Defunct flying squadron of the Royal Navy's Fleet Air Arm

728B Naval Air Squadron (728B NAS), also called 728B Squadron, is an inactive Fleet Air Arm (FAA) naval air squadron of the United Kingdom’s Royal Navy (RN) which last disbanded in December 1961, having operated as a Pilotless Drone Target Unit

It first formed as a Fleet Requirements Unit at HMS Goldfinch, RNAS Takali in January 1945, with Miles Martinet and Supermarine Seafire aircraft, but disbanded in July. It later reformed in the United Kingdom in January 1958 at HMS Blackcap, RNAS Stretton, Cheshire and moved to Malta towards the end of February 1958, becoming operational at HMS Falcon, RNAS Hal Far in March 1958.  It flew various fixed wing target drones, such as Fairey Firefly U.Mk 8 and U.Mk 9, Gloster Meteor U.15 and U.16 and English Electric Canberra D.14, in particular to support the Seaslug surface-to-air missile development program.

== History ==

=== Fleet Requirements Unit (1945) ===

728B Naval Air Squadron formed on 1 January 1945 at RNAS Takali (HMS Goldfinch), Malta, as a Fleet Requirements Unit. It was initially equipped with five Miles Martinet target tug aircraft and a number of Supermarine Seafire, a navalised version of the Supermarine Spitfire fighter aircraft. During May the numbers of both aircraft types were increased, however, in July, 728B Naval Air Squadron disbanded.

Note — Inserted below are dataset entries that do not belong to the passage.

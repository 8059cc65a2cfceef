//! Reconciliation of the persisted device state against the process table.
//!
//! The PID registry is authoritative: an active state with no verified
//! mission process behind it is stale and is corrected back to IDLE.

use serde::Serialize;
use tokio::task::JoinHandle;
use tracing::{info, warn};

use envmon_core::{DeviceState, Transition};

use crate::error::Result;
use crate::reaper::{ReapOutcome, Reaper};
use crate::supervisor::MissionSupervisor;

/// Warning recorded when a status read finds an orphaned active state.
pub const STALE_STATE_WARNING: &str = "Stale state corrected: mission process not running.";

/// Device state with `pid` overlaid from the registry.
#[derive(Debug, Clone, Serialize)]
pub struct StatusSnapshot {
    #[serde(flatten)]
    pub device: DeviceState,
    pub running: bool,
}

#[derive(Debug, Clone, Serialize)]
pub struct MissionListing {
    pub missions: Vec<String>,
    /// Missions with no recorded end, excluding the one currently running
    pub incomplete_missions: Vec<String>,
    #[serde(flatten)]
    pub status: StatusSnapshot,
}

impl MissionSupervisor {
    /// Current status, correcting a stale active state on the way.
    pub async fn status(&self) -> Result<StatusSnapshot> {
        let mut running_pid = self.registry.verified_pid();
        let mut device = self.state.read();

        if running_pid.is_none() && device.state.is_active() {
            let _guard = self.lock.acquire().await?;
            // A start may have completed while we waited for the lock. Only
            // the lock holder may heal the registry.
            running_pid = self.registry.running_pid();
            device = self.state.read();
            if running_pid.is_none() && device.state.is_active() {
                warn!(
                    state = %device.state,
                    mission_id = device.mission_id.as_deref().unwrap_or("-"),
                    "Active state with no mission process; correcting to IDLE"
                );
                device = self
                    .state
                    .transition(Transition::idle().warning(STALE_STATE_WARNING))?;
            }
        }

        device.pid = running_pid;
        Ok(StatusSnapshot {
            device,
            running: running_pid.is_some(),
        })
    }

    pub async fn list_missions(&self) -> Result<MissionListing> {
        let status = self.status().await?;
        let missions = self.missions.list()?;
        let active = status
            .running
            .then(|| status.device.mission_id.clone())
            .flatten();
        let incomplete_missions = self
            .missions
            .incomplete()?
            .into_iter()
            .filter(|id| Some(id) != active.as_ref())
            .collect();

        Ok(MissionListing {
            missions,
            incomplete_missions,
            status,
        })
    }

    /// Adopt a mission process left running by a previous supervisor
    /// instance so it is still reaped when it exits.
    pub fn recover(&self) -> Option<JoinHandle<ReapOutcome>> {
        let pid = self.registry.running_pid()?;
        let device = self.state.read();
        let mission_id = device
            .mission_id
            .filter(|_| device.pid == Some(pid));

        info!(
            pid,
            mission_id = mission_id.as_deref().unwrap_or("-"),
            "Adopting running mission process"
        );
        let reaper = Reaper::new(
            pid,
            mission_id,
            self.registry.clone(),
            self.state.clone(),
            self.missions.clone(),
            self.lock.clone(),
        );
        Some(reaper.watch_pid(self.registry.probe().clone(), self.poll_interval))
    }
}
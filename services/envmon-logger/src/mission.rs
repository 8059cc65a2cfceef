//! Mission run loop.
//!
//! ARMING → preflight → RUNNING → COMPLETED | ABORTED → IDLE, or
//! ARMING → ERROR when preflight fails. The device state, the mission
//! meta and the event log are written at every step so the supervisor
//! and stream observers can follow along.

use serde_json::json;
use std::time::{Duration, Instant};
use tokio::sync::watch;
use tokio::time::MissedTickBehavior;
use tracing::{error, info, warn};

use envmon_core::{
    epoch_millis_f64, epoch_seconds, CameraMode, GpsMode, ImageRow, LocationMode, MissionEvent,
    MissionMeta, MissionProfile, MissionState, MissionStore, PidUpdate, Result, StateStore,
    StopReason, TelemetryRow, Transition,
};

use crate::source::{Fix, TelemetrySource};

/// Exit status for a preflight failure.
pub const PREFLIGHT_EXIT_CODE: i32 = 2;

const MIN_SAMPLE_HZ: f64 = 0.1;

/// Operator request delivered while the mission runs.
#[derive(Debug, Clone, Copy, PartialEq, Eq)]
pub enum StopRequest {
    Stop,
    Abort,
}

#[derive(Debug, Clone, PartialEq)]
pub enum MissionOutcome {
    Finished(StopReason),
    PreflightFailed(String),
}

impl MissionOutcome {
    pub fn exit_code(&self) -> i32 {
        match self {
            MissionOutcome::Finished(_) => 0,
            MissionOutcome::PreflightFailed(_) => PREFLIGHT_EXIT_CODE,
        }
    }
}

pub struct MissionRunner<S> {
    mission_id: String,
    profile: MissionProfile,
    state: StateStore,
    missions: MissionStore,
    source: S,
}

impl<S: TelemetrySource> MissionRunner<S> {
    pub fn new(
        mission_id: impl Into<String>,
        profile: MissionProfile,
        state: StateStore,
        missions: MissionStore,
        source: S,
    ) -> Self {
        Self {
            mission_id: mission_id.into(),
            profile,
            state,
            missions,
            source,
        }
    }

    pub async fn run(mut self, mut stop: watch::Receiver<Option<StopRequest>>) -> Result<MissionOutcome> {
        self.transition(MissionState::Arming)?;
        self.missions.create(&self.mission_id)?;
        let mut meta = self.missions.read_meta(&self.mission_id).unwrap_or_else(|| {
            MissionMeta::new(self.mission_id.clone(), self.profile.clone(), epoch_seconds())
        });

        let gps_ready = match self.preflight() {
            Ok(fix) => fix,
            Err(reason) => return self.fail_preflight(meta, reason),
        };

        meta.notes = Some("Recorded on device. Live via SSE.".to_string());
        meta.extra.insert(
            "gps_ready".to_string(),
            gps_ready.map_or(serde_json::Value::Null, |fix| {
                json!({ "lat": fix.lat, "lon": fix.lon, "alt_m": fix.alt_m,
                        "fix_quality": fix.fix_quality, "satellites": fix.satellites,
                        "hdop": fix.hdop })
            }),
        );
        self.missions.write_meta(&meta)?;

        self.transition(MissionState::Running)?;
        self.emit(MissionEvent::info("Mission started.").with("mission_id", self.mission_id.as_str()));
        info!(mission_id = %self.mission_id, "Mission started");

        let reason = self.sample_until_done(&mut stop).await;

        let (state, event) = match reason {
            StopReason::Abort => (MissionState::Aborted, MissionEvent::warn("Mission aborted by user.")),
            StopReason::Stop => (MissionState::Completed, MissionEvent::info("Mission stopped by user.")),
            _ => (MissionState::Completed, MissionEvent::info("Mission finished (timer).")),
        };
        self.transition(state)?;
        self.emit(event);

        meta.finish(reason, epoch_seconds());
        if let Err(e) = self.missions.write_meta(&meta) {
            error!(mission_id = %self.mission_id, error = %e, "Failed to record mission end");
        }
        self.state.transition(Transition::idle())?;
        info!(mission_id = %self.mission_id, ?reason, "Mission ended");

        Ok(MissionOutcome::Finished(reason))
    }

    /// Returns the fix obtained when GPS is required.
    fn preflight(&mut self) -> std::result::Result<Option<Fix>, String> {
        let mut gps_ready = None;
        match self.profile.gps_mode {
            GpsMode::Required => {
                self.emit(MissionEvent::info("Waiting for required GPS fix..."));
                let fix = self.source.wait_for_fix(
                    Duration::from_secs(self.profile.gps_timeout_s),
                    Duration::from_secs(self.profile.gps_stable_s),
                );
                if fix.is_none() {
                    self.emit(MissionEvent::error("GPS required but no stable fix. Aborting mission."));
                    return Err("GPS required but no fix.".to_string());
                }
                gps_ready = fix;
            }
            GpsMode::BestEffort => {
                self.emit(MissionEvent::info("GPS best-effort: starting without blocking."))
            }
            GpsMode::Off => self.emit(MissionEvent::info("GPS disabled for this mission.")),
        }

        if self.profile.location_mode == LocationMode::Fixed
            && !self.profile.fixed_location.is_complete()
        {
            self.emit(MissionEvent::error(
                "Location mode=fixed but fixed_lat/fixed_lon missing.",
            ));
            return Err("fixed location missing lat/lon".to_string());
        }

        Ok(gps_ready)
    }

    fn fail_preflight(&self, mut meta: MissionMeta, reason: String) -> Result<MissionOutcome> {
        warn!(mission_id = %self.mission_id, reason = %reason, "Preflight failed");
        self.state.transition(
            Transition::to(MissionState::Error)
                .mission(self.mission_id.clone())
                .profile(self.profile.clone())
                .error(reason.clone()),
        )?;
        meta.finish(StopReason::Error, epoch_seconds());
        self.missions.write_meta(&meta)?;
        Ok(MissionOutcome::PreflightFailed(reason))
    }

    async fn sample_until_done(
        &mut self,
        stop: &mut watch::Receiver<Option<StopRequest>>,
    ) -> StopReason {
        let period = Duration::from_secs_f64(1.0 / self.profile.sample_hz.max(MIN_SAMPLE_HZ));
        let deadline = tokio::time::Instant::now() + Duration::from_secs(self.profile.duration_s);
        let mut ticker = tokio::time::interval(period);
        ticker.set_missed_tick_behavior(MissedTickBehavior::Delay);

        let mut next_photo = Instant::now();
        let mut frames: u32 = 0;

        loop {
            if let Some(request) = *stop.borrow_and_update() {
                return stop_reason(request);
            }
            tokio::select! {
                biased;
                Ok(()) = stop.changed() => continue,
                _ = tokio::time::sleep_until(deadline) => return StopReason::Timer,
                _ = ticker.tick() => {}
            }

            let fix = self.current_fix();
            let env = self.source.read_environment();
            let ts_epoch = epoch_millis_f64();
            let row = TelemetryRow {
                ts_epoch,
                lat: fix.lat,
                lon: fix.lon,
                alt_m: fix.alt_m,
                fix_quality: fix.fix_quality,
                satellites: fix.satellites,
                hdop: fix.hdop,
                temp_c: env.temp_c,
                hum_pct: env.hum_pct,
                press_hpa: env.press_hpa,
                gas_ohms: env.gas_ohms,
            };
            if let Err(e) = self.missions.append_telemetry(&self.mission_id, &row) {
                warn!(mission_id = %self.mission_id, error = %e, "Failed to append telemetry row");
            }

            let now = Instant::now();
            if self.profile.camera_mode == CameraMode::On
                && self.profile.photo_every_s > 0
                && now >= next_photo
            {
                frames += 1;
                self.capture(frames, ts_epoch, &fix);
                next_photo = now + Duration::from_secs(self.profile.photo_every_s);
            }
        }
    }

    fn current_fix(&mut self) -> Fix {
        match self.profile.location_mode {
            LocationMode::Fixed => {
                let fixed = &self.profile.fixed_location;
                Fix {
                    lat: fixed.lat,
                    lon: fixed.lon,
                    alt_m: fixed.alt_m,
                    ..Fix::none()
                }
            }
            LocationMode::None => Fix::none(),
            LocationMode::Gps if self.profile.gps_mode == GpsMode::Off => Fix::none(),
            LocationMode::Gps => self.source.read_fix(),
        }
    }

    fn capture(&mut self, frame: u32, ts_epoch: f64, fix: &Fix) {
        let filename = format!("{frame:06}.jpg");
        let path = self.missions.images_dir(&self.mission_id).join(&filename);
        match self.source.capture_image(&path) {
            Ok(()) => {
                let row = ImageRow {
                    ts_epoch,
                    lat: fix.lat,
                    lon: fix.lon,
                    alt_m: fix.alt_m,
                    filename,
                };
                if let Err(e) = self.missions.append_image(&self.mission_id, &row) {
                    warn!(mission_id = %self.mission_id, error = %e, "Failed to append image row");
                }
            }
            Err(e) => self.emit(MissionEvent::warn(format!("capture_image failed: {e}"))),
        }
    }

    /// Active-state write. The record always names this process, even when
    /// it was started by hand rather than by the supervisor.
    fn transition(&self, state: MissionState) -> Result<()> {
        self.state.transition(
            Transition::to(state)
                .mission(self.mission_id.clone())
                .profile(self.profile.clone())
                .pid(PidUpdate::Set(std::process::id())),
        )?;
        Ok(())
    }

    /// Event log writes never end a mission.
    fn emit(&self, event: MissionEvent) {
        if let Err(e) = self.missions.append_event(&self.mission_id, &event) {
            warn!(mission_id = %self.mission_id, msg = %event.msg, error = %e, "Failed to append event");
        }
    }
}

fn stop_reason(request: StopRequest) -> StopReason {
    match request {
        StopRequest::Stop => StopReason::Stop,
        StopRequest::Abort => StopReason::Abort,
    }
}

=== Pilotless Drone Target Unit (1958–1961) ===

728B Naval Air Squadron reformed on 13 January 1958 as a pilotless drone target unit at RNAS Stretton (HMS Blackcap), Cheshire, England. It was initially equipped with six Fairey Firefly U.Mk 9 target drone aircraft, these were converted Mk AS.4 and Mk AS.5 anti-submarine aircraft, which departed for Malta in February. Equipment and squadron personnel embarked in and the squadron started at RNAS Hal Far (HMS Falcon), Malta, on 1 March.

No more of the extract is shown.